Ask HN: It's 2017, should I learn Python 3 or 2? - amingilani
Self taught dev here: I&#x27;ve become a Ruby and Ruby on Rails expert. I&#x27;ve become awesome at Node and Express.js, and even ES6 and React.. I decided it was time to move onto Python and Django.<p>I began the Coursera specialization and used Python 3 to solve the first course, but then I discovered that the rest of the courses were all using Python 2.<p>There aren&#x27;t any Python 3 powered certifications on Coursera and since last year I read the community was on the Depression Stage [1], should I learn Python 3 or 2?<p>PS- Any great resources you&#x27;d recommend?<p>[1]: https:&#x2F;&#x2F;news.ycombinator.com&#x2F;item?id=10822861
======
niftich
Learn 3 but also know 2. They're not that different: the concepts and ethos is
the same, the APIs have been shuffled, some lower-level details are different,
and in 3 text strings and byte sequences are domain-separated.

You can examine the docs [1] or source for Six, a compatibility shim. Whether
or not you choose to use Six in your code -- adding another dependency -- a
quick glean of the docs should familiarize you with how the two versions are
different.

[1] [http://pythonhosted.org/six/](http://pythonhosted.org/six/)

------
svennek
Three... 2 is dying (and should be!)

As for resources, you can already program, so ... Browse the manual (it is
quite good), look at some pythonic* style videos* _, browse the giant standard
library and do some stuff with it... (the last part is key)

_ = yes, that is a genuine keyword, that can be googled and youtubed.. * * =
this is good [https://www.youtube.com/watch?v=wf-
BqAjZb8M](https://www.youtube.com/watch?v=wf-BqAjZb8M)

As for "2 works as good as 3", yes, if you only care about English text.

Bytes are what is on the disk, byte value 229 could be "å" (in latin1) , "ĺ"
in latin2, or different things in other encodings... Only the lower 127 are
"standard" (unless you are in EBCDIC on a mainframe where code 78 is "+"
instead of "N")..

If you know the encoding of the bytes (i.e. what language/text type are they),
you can "decode" the bytes to a string type, which is unicode glyphs (not
utf8, which is also a byte encoding)... When you want to get back to bytes,
you just encode it again....

I don't get it, why people find it so hard...

------
TheAlchemist
Python 3. It's a no brainer. Python 2 support will stop soon (2020). Yes there
is a huge code base out there that's in Python 2 so many companies will stick
to that. But eventually, they will move on, no other choice.

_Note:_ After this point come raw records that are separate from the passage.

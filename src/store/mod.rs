//! Storage Layer - in-memory resource store
//!
//! The item collection lives in process memory only:
//! - items kept in insertion order
//! - ids allocated from a clock-seeded counter
//! - one read/write lock around both

pub mod memory;

pub use memory::ItemStore;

PS. They are quite similar actually.

------
devnonymous
Learn Python 3 and its differences from Python 2. In practice there won't be
many that you'll encounter. Although you might encounter the same issues
(small subset of differences) repeatedly when dealing with Python 2 modules.

------
stonemetal
Learn 3. There is no point in learning a legacy system unless you need to
support a legacy project. Even then start with 3 then learn the couple of
things you need to do to support the older system.

------
detaro
Python 3, but you'll find quite quickly that you can work with both easily and
examples etc you find online are generally easily translated.